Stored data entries

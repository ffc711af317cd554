//! Dog Skate entry point
//!
//! On the web this wires the page (canvas, HUD, buttons, Telegram) to a
//! `Game` and drives it from `requestAnimationFrame`. Natively it plays one
//! headless run on autopilot.

#[cfg(target_arch = "wasm32")]
use wasm_bindgen::prelude::*;

#[cfg(target_arch = "wasm32")]
mod wasm_game {
    use std::cell::RefCell;
    use std::rc::Rc;
    use wasm_bindgen::prelude::*;
    use web_sys::{Document, Element, HtmlCanvasElement, KeyboardEvent, MouseEvent, TouchEvent};

    use dog_skate::persistence::LocalStorageStore;
    use dog_skate::platform::audio::AudioManager;
    use dog_skate::platform::telegram::bridge::WebAppBridge;
    use dog_skate::platform::web::{self, AnimationLoop};
    use dog_skate::platform::{SoundEffect, TelegramNotifier};
    use dog_skate::renderer::{RenderState, VertexBatch, draw_scene};
    use dog_skate::sim::GamePhase;
    use dog_skate::{Game, Settings, Tuning};

    const LEADERBOARD_LABEL: &str = "🏆 Leaderboard";
    const SHARE_LABEL: &str = "📤 Share result";

    fn js_err(e: impl std::fmt::Display) -> JsValue {
        JsValue::from_str(&e.to_string())
    }

    /// Page elements; any of them may be missing
    struct Hud {
        score: Option<Element>,
        high_score: Option<Element>,
        final_score: Option<Element>,
        game_over: Option<Element>,
        start_button: Option<Element>,
        pause_button: Option<Element>,
        jump_button: Option<Element>,
    }

    impl Hud {
        fn find(document: &Document) -> Self {
            Self {
                score: document.get_element_by_id("score"),
                high_score: document.get_element_by_id("highScore"),
                final_score: document.get_element_by_id("finalScore"),
                game_over: document.get_element_by_id("gameOver"),
                start_button: document.get_element_by_id("startButton"),
                pause_button: document.get_element_by_id("pauseButton"),
                jump_button: None,
            }
        }

        fn update(&self, game: &Game) {
            set_text(&self.score, &game.score().to_string());
            set_text(&self.high_score, &game.best_score().to_string());

            let phase = game.phase();
            if phase == GamePhase::Over {
                set_text(&self.final_score, &game.score().to_string());
            }
            if let Some(el) = &self.game_over {
                web::set_hidden(el, phase != GamePhase::Over);
            }
            if let Some(el) = &self.start_button {
                web::set_hidden(el, phase != GamePhase::Idle);
            }
            if let Some(el) = &self.pause_button {
                web::set_hidden(el, !matches!(phase, GamePhase::Running | GamePhase::Paused));
            }
            let label = if phase == GamePhase::Paused {
                "▶ Resume"
            } else {
                "⏸ Pause"
            };
            set_text(&self.pause_button, label);
            if let Some(el) = &self.jump_button {
                web::set_hidden(el, phase != GamePhase::Running);
            }
        }
    }

    fn set_text(el: &Option<Element>, text: &str) {
        if let Some(el) = el
            && el.text_content().as_deref() != Some(text)
        {
            el.set_text_content(Some(text));
        }
    }

    /// Everything the page callbacks share
    struct App {
        game: Game,
        render_state: Option<RenderState>,
        batch: VertexBatch,
        audio: AudioManager,
        hud: Hud,
        telegram: Option<WebAppBridge>,
        last_phase: GamePhase,
    }

    impl App {
        fn render(&mut self) {
            self.batch.clear();
            draw_scene(&mut self.batch, self.game.state());

            let Some(render_state) = self.render_state.as_mut() else {
                return;
            };
            match render_state.render(self.batch.vertices()) {
                Ok(()) => {}
                Err(wgpu::SurfaceError::Lost) => {
                    let (w, h) = render_state.size;
                    render_state.resize(w, h);
                }
                Err(wgpu::SurfaceError::OutOfMemory) => log::error!("Out of memory!"),
                Err(e) => log::warn!("Render error: {:?}", e),
            }
        }

        fn play_sounds(&mut self) {
            for event in self.game.drain_events() {
                if let Some(effect) = SoundEffect::for_event(&event) {
                    self.audio.play(effect);
                }
            }
        }

        /// Bring sounds, HUD and the Telegram button up to date
        fn sync(&mut self) {
            self.play_sounds();
            self.hud.update(&self.game);

            let phase = self.game.phase();
            if phase == self.last_phase {
                return;
            }
            self.last_phase = phase;
            if let Some(bridge) = &self.telegram {
                let label = if phase == GamePhase::Over {
                    SHARE_LABEL
                } else {
                    LEADERBOARD_LABEL
                };
                if let Err(e) = bridge.set_main_button_text(label) {
                    log::warn!("Telegram main button: {:?}", e);
                }
            }
        }

        fn jump(&mut self) {
            if self.game.jump() {
                self.play_sounds();
            }
        }

        fn toggle_sound(&mut self) {
            let mut settings = self.game.settings().clone();
            settings.sound = !settings.sound;
            self.audio.set_volume(settings.effective_volume());
            settings.save();
            log::info!("Sound {}", if settings.sound { "on" } else { "off" });
            self.game.set_settings(settings);
        }

        /// Share after a finished run, leaderboard otherwise
        fn main_button(&mut self) {
            if !self.game.share_result() {
                self.game.show_leaderboard();
            }
        }

        fn resize(&mut self, canvas: &HtmlCanvasElement) {
            let (width, height) = fit_canvas(canvas);
            if let Some(render_state) = self.render_state.as_mut() {
                render_state.resize(width, height);
            }
            self.render();
        }
    }

    type Shared = Rc<RefCell<App>>;

    /// Match the backing store to the CSS size
    fn fit_canvas(canvas: &HtmlCanvasElement) -> (u32, u32) {
        let dpr = web_sys::window()
            .map(|w| w.device_pixel_ratio())
            .unwrap_or(1.0);
        let width = ((canvas.client_width().max(1) as f64) * dpr) as u32;
        let height = ((canvas.client_height().max(1) as f64) * dpr) as u32;
        canvas.set_width(width);
        canvas.set_height(height);
        (width, height)
    }

    async fn init_gpu(
        canvas: HtmlCanvasElement,
        width: u32,
        height: u32,
    ) -> Result<RenderState, JsValue> {
        let instance = wgpu::Instance::new(&wgpu::InstanceDescriptor {
            backends: wgpu::Backends::BROWSER_WEBGPU,
            ..Default::default()
        });

        let surface = instance
            .create_surface(wgpu::SurfaceTarget::Canvas(canvas))
            .map_err(js_err)?;

        let adapter = instance
            .request_adapter(&wgpu::RequestAdapterOptions {
                power_preference: wgpu::PowerPreference::LowPower,
                compatible_surface: Some(&surface),
                force_fallback_adapter: false,
            })
            .await
            .map_err(js_err)?;

        log::info!("Using adapter: {:?}", adapter.get_info().name);

        RenderState::new(surface, &adapter, width, height)
            .await
            .map_err(js_err)
    }

    fn schedule(frames: &AnimationLoop) {
        if let Err(e) = frames.request() {
            log::error!("requestAnimationFrame failed: {:?}", e);
        }
    }

    pub async fn run() -> Result<(), JsValue> {
        console_error_panic_hook::set_once();
        console_log::init_with_level(log::Level::Info).map_err(js_err)?;

        log::info!("Dog Skate starting...");

        let window = web::window()?;
        let document = web::document()?;

        let canvas: HtmlCanvasElement = web::element_by_ids(&document, &["gameCanvas", "canvas"])
            .ok_or_else(|| JsValue::from_str("no canvas"))?
            .dyn_into()?;
        let (width, height) = fit_canvas(&canvas);

        let settings = Settings::load();
        let audio = AudioManager::new(settings.effective_volume());

        let telegram = WebAppBridge::detect();
        let mut game = Game::new(Tuning::default(), settings, Box::new(LocalStorageStore));
        if let Some(bridge) = &telegram {
            if let Err(e) = bridge.init() {
                log::warn!("Telegram init failed: {:?}", e);
            }
            game = game.with_notifier(Box::new(TelegramNotifier::new(bridge.clone())));
        }

        let render_state = match init_gpu(canvas.clone(), width, height).await {
            Ok(render_state) => Some(render_state),
            Err(e) => {
                log::error!("WebGPU unavailable, nothing will be drawn: {:?}", e);
                None
            }
        };

        let mut hud = Hud::find(&document);
        if window.navigator().max_touch_points() > 0 {
            hud.jump_button = create_jump_button(&document)?;
        }

        let app: Shared = Rc::new(RefCell::new(App {
            last_phase: game.phase(),
            game,
            render_state,
            batch: VertexBatch::new(),
            audio,
            hud,
            telegram,
        }));

        let frames = AnimationLoop::new({
            let app = app.clone();
            move |now| {
                let mut app = app.borrow_mut();
                let keep_going = app.game.frame(now);
                app.render();
                app.sync();
                keep_going
            }
        });

        setup_controls(&document, &app, &frames)?;
        setup_input(&window, &canvas, &app)?;
        setup_auto_pause(&document, &app, &frames)?;
        setup_telegram(&app)?;

        {
            let app = app.clone();
            let canvas = canvas.clone();
            web::listen(&window, "resize", move |_: web_sys::Event| {
                app.borrow_mut().resize(&canvas);
            })?;
        }

        if let Some(loading) = document.get_element_by_id("loading") {
            web::set_hidden(&loading, true);
        }

        // Idle board until the player presses start
        {
            let mut app = app.borrow_mut();
            app.render();
            app.sync();
        }

        log::info!("Dog Skate ready");
        Ok(())
    }

    fn create_jump_button(document: &Document) -> Result<Option<Element>, JsValue> {
        let Some(body) = document.body() else {
            return Ok(None);
        };
        let button = document.create_element("button")?;
        button.set_id("jumpButton");
        button.set_class_name("jump-button hidden");
        button.set_text_content(Some("JUMP"));
        body.append_child(&button)?;
        Ok(Some(button))
    }

    fn setup_controls(
        document: &Document,
        app: &Shared,
        frames: &Rc<AnimationLoop>,
    ) -> Result<(), JsValue> {
        if let Some(btn) = document.get_element_by_id("startButton") {
            let app = app.clone();
            let frames = frames.clone();
            web::listen(&btn, "click", move |_: MouseEvent| {
                let started = {
                    let mut app = app.borrow_mut();
                    let started = app.game.start_game();
                    if started {
                        app.audio.resume();
                        app.sync();
                    }
                    started
                };
                if started {
                    schedule(&frames);
                }
            })?;
        }

        if let Some(btn) = document.get_element_by_id("pauseButton") {
            let app = app.clone();
            let frames = frames.clone();
            web::listen(&btn, "click", move |_: MouseEvent| {
                let mut app = app.borrow_mut();
                if app.game.toggle_pause() == GamePhase::Running {
                    schedule(&frames);
                } else {
                    frames.cancel();
                }
                app.sync();
            })?;
        }

        if let Some(btn) = document.get_element_by_id("restartButton") {
            let app = app.clone();
            let frames = frames.clone();
            web::listen(&btn, "click", move |_: MouseEvent| {
                frames.cancel();
                let mut app = app.borrow_mut();
                app.game.restart_game();
                app.render();
                app.sync();
            })?;
        }

        Ok(())
    }

    fn setup_input(
        window: &web_sys::Window,
        canvas: &HtmlCanvasElement,
        app: &Shared,
    ) -> Result<(), JsValue> {
        {
            let app = app.clone();
            web::listen(window, "keydown", move |event: KeyboardEvent| {
                match event.code().as_str() {
                    "Space" | "ArrowUp" => {
                        event.prevent_default();
                        app.borrow_mut().jump();
                    }
                    "KeyM" => app.borrow_mut().toggle_sound(),
                    _ => {}
                }
            })?;
        }

        {
            let app = app.clone();
            web::listen(canvas, "mousedown", move |_: MouseEvent| {
                app.borrow_mut().jump();
            })?;
        }

        {
            let app = app.clone();
            web::listen(canvas, "touchstart", move |event: TouchEvent| {
                event.prevent_default();
                app.borrow_mut().jump();
            })?;
        }

        let jump_button = app.borrow().hud.jump_button.clone();
        if let Some(btn) = jump_button {
            let app = app.clone();
            web::listen(&btn, "touchstart", move |event: TouchEvent| {
                event.prevent_default();
                app.borrow_mut().jump();
            })?;
        }

        Ok(())
    }

    fn setup_auto_pause(
        document: &Document,
        app: &Shared,
        frames: &Rc<AnimationLoop>,
    ) -> Result<(), JsValue> {
        let app = app.clone();
        let frames = frames.clone();
        let doc = document.clone();
        web::listen(document, "visibilitychange", move |_: web_sys::Event| {
            if doc.visibility_state() != web_sys::VisibilityState::Hidden {
                return;
            }
            let mut app = app.borrow_mut();
            if app.game.phase() == GamePhase::Running {
                app.game.toggle_pause();
                frames.cancel();
                app.sync();
                log::info!("Auto-paused (tab hidden)");
            }
        })
    }

    fn setup_telegram(app: &Shared) -> Result<(), JsValue> {
        let Some(bridge) = app.borrow().telegram.clone() else {
            return Ok(());
        };
        bridge.set_main_button_text(LEADERBOARD_LABEL)?;

        let app = app.clone();
        let on_click = Closure::<dyn FnMut()>::new(move || {
            app.borrow_mut().main_button();
        });
        bridge.on_main_button(&on_click)?;
        on_click.forget();
        Ok(())
    }
}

__Problem statement__. What you return must be the lines above that run from the line with "let telegram = WebAppBridge::detect();" to the line with "let render_state = match", inclusive, each copied exactly.

__Task answer__.
        let telegram = WebAppBridge::detect();
        let mut game = Game::new(Tuning::default(), settings, Box::new(LocalStorageStore));
        if let Some(bridge) = &telegram {
            if let Err(e) = bridge.init() {
                log::warn!("Telegram init failed: {:?}", e);
            }
            game = game.with_notifier(Box::new(TelegramNotifier::new(bridge.clone())));
        }

        let render_state = match init_gpu(canvas.clone(), width, height).await {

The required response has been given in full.